Sí, pero también lo hace su percepción de la personalidad de una pareja potencial. Según una investigación realizada por Klohnen, EC y S. Luo en el 2003 sobre la atracción interpersonal y la personalidad, se encontró que el sentido de auto-seguridad de una persona y al menos la percepción que la persona tiene de su pareja son fuertes determinantes de la atracción en situaciones hipotéticas. ¿Qué nos dice esto? Preferimos un cierto tipo de personalidad, que te atrae hacia una persona. Pero aparte de la personalidad real de la persona, que solo puede verificarse a través de una interacción cercana a través del tiempo, es su percepción de su pareja potencial lo que lo atrae hacia él / ella, ya sea que la persona de su afecto realmente tenga ese tipo de personalidad o no. Esto probablemente podría explicar una declaración comúnmente escuchada de hombres y mujeres sobre sus relaciones fallidas: pensé que él / ella era este tipo de persona.

Entonces, ¿cómo influye la atracción en las relaciones?

Probablemente hayas escuchado que la atracción es un preludio o un factor hacia una relación. Muy probablemente, al menos al principio; pero la atracción por sí sola no puede hacer que una relación funcione. Es esa atracción la que te hace notar a una persona del sexo opuesto, pero una vez que la conoces más, la atracción es solo una consideración. Los valores, sueños y pasiones compartidos se vuelven más importantes en las relaciones a largo plazo.

Entonces, ¿debería dejar de intentar ser atractivo?

Más que tratar de volverse físicamente atractivo, trabaje en todos los aspectos de su salud: físico, emocional, mental y espiritual. La atracción física sigue siendo un precursor. Recuerde, la biología nos predispone a elegir la pareja con los genes más saludables. En lo que respecta a sus emociones, pregúntese lo siguiente: ¿le gustaría pasar tiempo con una persona que se siente insegura de sí misma? ¡Probablemente no! Hay sabiduría en conocerte a ti mismo: quién eres, tus creencias, valores y sueños. Y no finjas ser alguien que no eres. 

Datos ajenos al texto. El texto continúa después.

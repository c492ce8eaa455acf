//! Entity manager: monotonic id assignment and the insertion-ordered live
//! set.
//!
//! Systems iterate the live set in insertion order, and that order is part
//! of the runtime's observable behavior (collision resolution is applied in
//! place as pairs are discovered). Removal is therefore deferred: a despawn
//! marks the entity and [`apply_removals`](EntityManager::apply_removals)
//! compacts the list between passes, so no collection is ever mutated under
//! iteration.

use tracing::debug;

use crate::entity::{Entity, EntityId};

// ---------------------------------------------------------------------------
// EntityManager
// ---------------------------------------------------------------------------

/// Creates, stores and destroys entities.
#[derive(Debug, Default)]
pub struct EntityManager {
    next_id: u64,
    entities: Vec<Entity>,
    pending_removals: Vec<EntityId>,
}

impl EntityManager {
    /// An empty manager. Ids start at 0 and are never recycled.
    pub fn new() -> Self {
        Self::default()
    }

    /// Create a fresh entity and return a mutable handle to it.
    pub fn create(&mut self) -> &mut Entity {
        let id = EntityId::from_raw(self.next_id);
        self.next_id += 1;
        let idx = self.entities.len();
        self.entities.push(Entity::new(id));
        &mut self.entities[idx]
    }

    /// Mark an entity for removal at the end of the current pass.
    ///
    /// The entity stays live (and iterable) until
    /// [`apply_removals`](EntityManager::apply_removals) runs. Returns
    /// `false` if the id is unknown or already marked.
    pub fn despawn(&mut self, id: EntityId) -> bool {
        if !self.is_alive(id) || self.pending_removals.contains(&id) {
            return false;
        }
        self.pending_removals.push(id);
        true
    }

    /// True if a despawn has been requested but not yet applied.
    pub fn is_pending_removal(&self, id: EntityId) -> bool {
        self.pending_removals.contains(&id)
    }

    /// Apply all pending removals, preserving the order of survivors.
    ///
    /// Returns the ids that were removed.
    pub fn apply_removals(&mut self) -> Vec<EntityId> {
        if self.pending_removals.is_empty() {
            return Vec::new();
        }
        let pending = std::mem::take(&mut self.pending_removals);
        self.entities.retain(|e| !pending.contains(&e.id()));
        debug!(count = pending.len(), "applied deferred entity removals");
        pending
    }

    /// True if the id refers to a currently stored entity.
    pub fn is_alive(&self, id: EntityId) -> bool {
        self.entities.iter().any(|e| e.id() == id)
    }

    /// Shared handle to an entity by id.
    pub fn get(&self, id: EntityId) -> Option<&Entity> {
        self.entities.iter().find(|e| e.id() == id)
    }

    /// Mutable handle to an entity by id.
    pub fn get_mut(&mut self, id: EntityId) -> Option<&mut Entity> {
        self.entities.iter_mut().find(|e| e.id() == id)
    }

    /// Number of live entities (including those pending removal).
    pub fn len(&self) -> usize {
        self.entities.len()
    }

    /// True if no entities are stored.
    pub fn is_empty(&self) -> bool {
        self.entities.is_empty()
    }

    /// Insertion-ordered iteration over live entities.
    pub fn iter(&self) -> impl Iterator<Item = &Entity> {
        self.entities.iter()
    }

    /// Mutable insertion-ordered iteration.
    pub fn iter_mut(&mut self) -> impl Iterator<Item = &mut Entity> {
        self.entities.iter_mut()
    }

    /// The live set as a mutable slice, for pairwise split borrows.
    pub fn as_mut_slice(&mut self) -> &mut [Entity] {
        &mut self.entities
    }
}

// ---------------------------------------------------------------------------
// Tests
// ---------------------------------------------------------------------------
// ---------------------------------------------------------------------------
// Surface
// ---------------------------------------------------------------------------

/// Something sprites can be drawn onto.
///
/// The runtime never talks to a real display; hosts implement this for
/// whatever backend they have, and tests record blits.
pub trait Surface {
    /// Draw an image with its top-left corner at `position`.
    fn blit(&mut self, image: &ImageHandle, position: Vec2);

    /// Surface dimensions in pixels.
    fn size(&self) -> Vec2;
}

/// A surface that discards all draws. Useful for headless ticking.
#[derive(Debug, Default, Clone, Copy)]
pub struct NullSurface;

impl Surface for NullSurface {
    fn blit(&mut self, _image: &ImageHandle, _position: Vec2) {}

    fn size(&self) -> Vec2 {
        Vec2::ZERO
    }
}

// ---------------------------------------------------------------------------
// Errors
// ---------------------------------------------------------------------------

/// Scene-index inconsistencies surfaced by depth updates.
#[derive(Debug, thiserror::Error)]
pub enum RenderError {
    /// The entity has a renderer but is missing from its depth bucket.
    #[error("entity {entity} not present in scene at depth {depth}")]
    NotInScene {
        /// The entity whose bucket entry is missing.
        entity: EntityId,
        /// The depth its renderer claims.
        depth: i32,
    },
}

// ---------------------------------------------------------------------------
// RenderSystem
// ---------------------------------------------------------------------------

/// Depth-bucketed scene index and draw pass.
#[derive(Debug, Default)]
pub struct RenderSystem {
    /// Depth key to ids at that depth, each bucket in insertion order.
    layers: HashMap<i32, Vec<EntityId>>,
    /// Occupied depth keys, kept descending.
    ordered_depths: Vec<i32>,
    camera: Option<EntityId>,
}
//! Tracing setup for hosts that don't bring their own subscriber.

use tracing_subscriber::EnvFilter;

/// Install a fmt subscriber honoring `RUST_LOG`, defaulting to `info`.
///
/// Safe to call more than once; later calls are no-ops if a global
/// subscriber is already set.
pub fn init() {
    let filter = EnvFilter::try_from_default_env().unwrap_or_else(|_| EnvFilter::new("info"));
    let _ = tracing_subscriber::fmt().with_env_filter(filter).try_init();
}
use async_trait::async_trait;
use time::Date;

use crate::domain::{
    models::{
        Activity, ActivityId, ActivityStatus, ApprovalStatus, CustomerId, DateRange, Timesheet,
        TimesheetComment, TimesheetEntry, TimesheetSaveOutcome, UserId,
    },
    TimesheetError,
};

/// Inbound port for timesheet operations.
///
/// This trait defines the use cases that HTTP handlers can invoke.
#[async_trait]
pub trait TimesheetService: Send + Sync + 'static {
    // ========================================================================
    // Saving
    // ========================================================================

    /// Reconcile a batch of edited entries for one activity with storage.
    ///
    /// Empty entries delete, the rest are merged. Fails with
    /// [`TimesheetError::OverBudget`] before writing anything if the batch
    /// adds hours and leaves the activity over its budget. On success the
    /// approval status for the assignee, customer and `range` exists, and
    /// the activity's refreshed status is returned.
    async fn validate_and_persist(
        &self,
        activity: &Activity,
        entries: Vec<TimesheetEntry>,
        range: DateRange,
    ) -> Result<Vec<ActivityStatus>, TimesheetError>;

    /// Save a whole week, one activity batch at a time.
    ///
    /// An over-budget batch is reported in the outcome and does not stop
    /// the remaining batches.
    async fn persist_timesheet_week(
        &self,
        timesheet: Timesheet,
    ) -> Result<TimesheetSaveOutcome, TimesheetError>;

    // ========================================================================
    // Lookups
    // ========================================================================

    async fn get_activity(&self, id: &ActivityId) -> Result<Activity, TimesheetError>;

    /// Stored entries for an activity, ordered by date.
    async fn get_entries(
        &self,
        activity_id: &ActivityId,
        range: DateRange,
    ) -> Result<Vec<TimesheetEntry>, TimesheetError>;

    async fn get_activity_status(
        &self,
        activity: &Activity,
    ) -> Result<ActivityStatus, TimesheetError>;

    async fn get_approval_statuses(
        &self,
        user_id: &UserId,
        customer_id: &CustomerId,
        range: DateRange,
    ) -> Result<Vec<ApprovalStatus>, TimesheetError>;

    async fn get_comment(
        &self,
        user_id: &UserId,
        week_start: Date,
    ) -> Result<Option<TimesheetComment>, TimesheetError>;
}
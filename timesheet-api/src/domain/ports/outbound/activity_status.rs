use async_trait::async_trait;

use crate::domain::{
    models::{Activity, ActivityStatus},
    TimesheetError,
};

/// Outbound port reporting how much of its budget an activity has used.
#[async_trait]
pub trait ActivityStatusOracle: Send + Sync + 'static {
    /// Compute the activity's current status from what is stored right now.
    async fn get_activity_status(
        &self,
        activity: &Activity,
    ) -> Result<ActivityStatus, TimesheetError>;
}
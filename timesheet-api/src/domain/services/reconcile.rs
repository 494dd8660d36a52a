//! Pure planning step of a timesheet save.
//!
//! Turns a proposed batch plus the stored entries into the list of writes
//! to perform and the net change in booked hours, so the budget can be
//! checked before anything is written.

use std::collections::{BTreeMap, HashMap};

use time::Date;

use crate::domain::{
    models::{ActivityId, ActivityStatus, EntryKey, TimesheetEntry},
    TimesheetError,
};

/// Hour differences below this are rounding noise, not a change.
const HOURS_TOLERANCE: f64 = 1e-6;

/// Most hours a single entry can book.
const MAX_HOURS_PER_DAY: f64 = 24.0;

/// A single write against the entry store.
#[derive(Debug, Clone, PartialEq)]
pub enum EntryChange {
    Delete { key: EntryKey, delta: f64 },
    Upsert { entry: TimesheetEntry, delta: f64 },
}

impl EntryChange {
    pub fn delta(&self) -> f64 {
        match self {
            Self::Delete { delta, .. } | Self::Upsert { delta, .. } => *delta,
        }
    }
}

#[derive(Debug, Clone, Default, PartialEq)]
pub struct ReconcilePlan {
    /// Writes in date order.
    pub changes: Vec<EntryChange>,
    pub net_delta: f64,
    /// Proposed entries that belong to a different activity.
    pub skipped: usize,
}

/// Reject hours outside `0..=24`, NaN and infinities included.
pub fn validate_hours(entries: &[TimesheetEntry]) -> Result<(), TimesheetError> {
    match entries.iter().find(|entry| {
        entry
            .hours
            .is_some_and(|hours| !(0.0..=MAX_HOURS_PER_DAY).contains(&hours))
    }) {
        Some(entry) => Err(TimesheetError::InvalidHours {
            date: entry.date(),
            hours: entry.booked_hours(),
        }),
        None => Ok(()),
    }
}

/// Decide what has to be written for `proposed` given what is `existing`.
///
/// Later entries for the same date replace earlier ones. Entries that would
/// not change anything produce no write.
pub fn plan(
    activity_id: &ActivityId,
    proposed: Vec<TimesheetEntry>,
    existing: &[TimesheetEntry],
) -> ReconcilePlan {
    let stored: HashMap<Date, &TimesheetEntry> = existing
        .iter()
        .filter(|entry| entry.activity_id() == activity_id)
        .map(|entry| (entry.date(), entry))
        .collect();

    let mut skipped = 0;
    let mut by_date = BTreeMap::new();
    for entry in proposed {
        if entry.activity_id() != activity_id {
            skipped += 1;
            continue;
        }
        by_date.insert(entry.date(), entry);
    }

    let changes: Vec<EntryChange> = by_date
        .into_values()
        .filter_map(|entry| {
            let previous = stored.get(&entry.date()).copied();
            let previous_hours = previous.map_or(0.0, TimesheetEntry::booked_hours);

            if entry.is_empty() {
                return previous.map(|prev| EntryChange::Delete {
                    key: prev.key.clone(),
                    delta: -previous_hours,
                });
            }

            let delta = entry.booked_hours() - previous_hours;
            let unchanged = previous.is_some_and(|prev| {
                delta.abs() < HOURS_TOLERANCE && prev.comment == entry.comment
            });
            (!unchanged).then_some(EntryChange::Upsert { entry, delta })
        })
        .collect();

    let net_delta = changes.iter().map(EntryChange::delta).sum();

    ReconcilePlan {
        changes,
        net_delta,
        skipped,
    }
}

/// Apply the budget rule to a planned change.
///
/// Only a net increase can be rejected, and only when the projected status
/// is over budget. Activities that are already over budget can therefore
/// still be corrected downwards. Returns the projected status.
pub fn check_budget(
    before: &ActivityStatus,
    net_delta: f64,
) -> Result<ActivityStatus, TimesheetError> {
    let projected = before.project(net_delta);
    if net_delta > HOURS_TOLERANCE && !projected.is_valid() {
        return Err(TimesheetError::over_budget(projected));
    }
    Ok(projected)
}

Engañar a otra persona haciéndola pensar que compartes los mismos valores y creencias solo les causará decepciones a ambos. Cuando estás sano en todos los aspectos, el atractivo se convierte en una consecuencia y no en un final. Como se mencionó en la investigación de Klohnen y Luo, el sentido de seguridad de una persona es importante, quizás incluso más allá de la atracción. Pero recuerde: haga estas cosas por usted mismo y no por otras personas. Solo entonces podrás aprovechar verdaderamente tu atractivo como persona.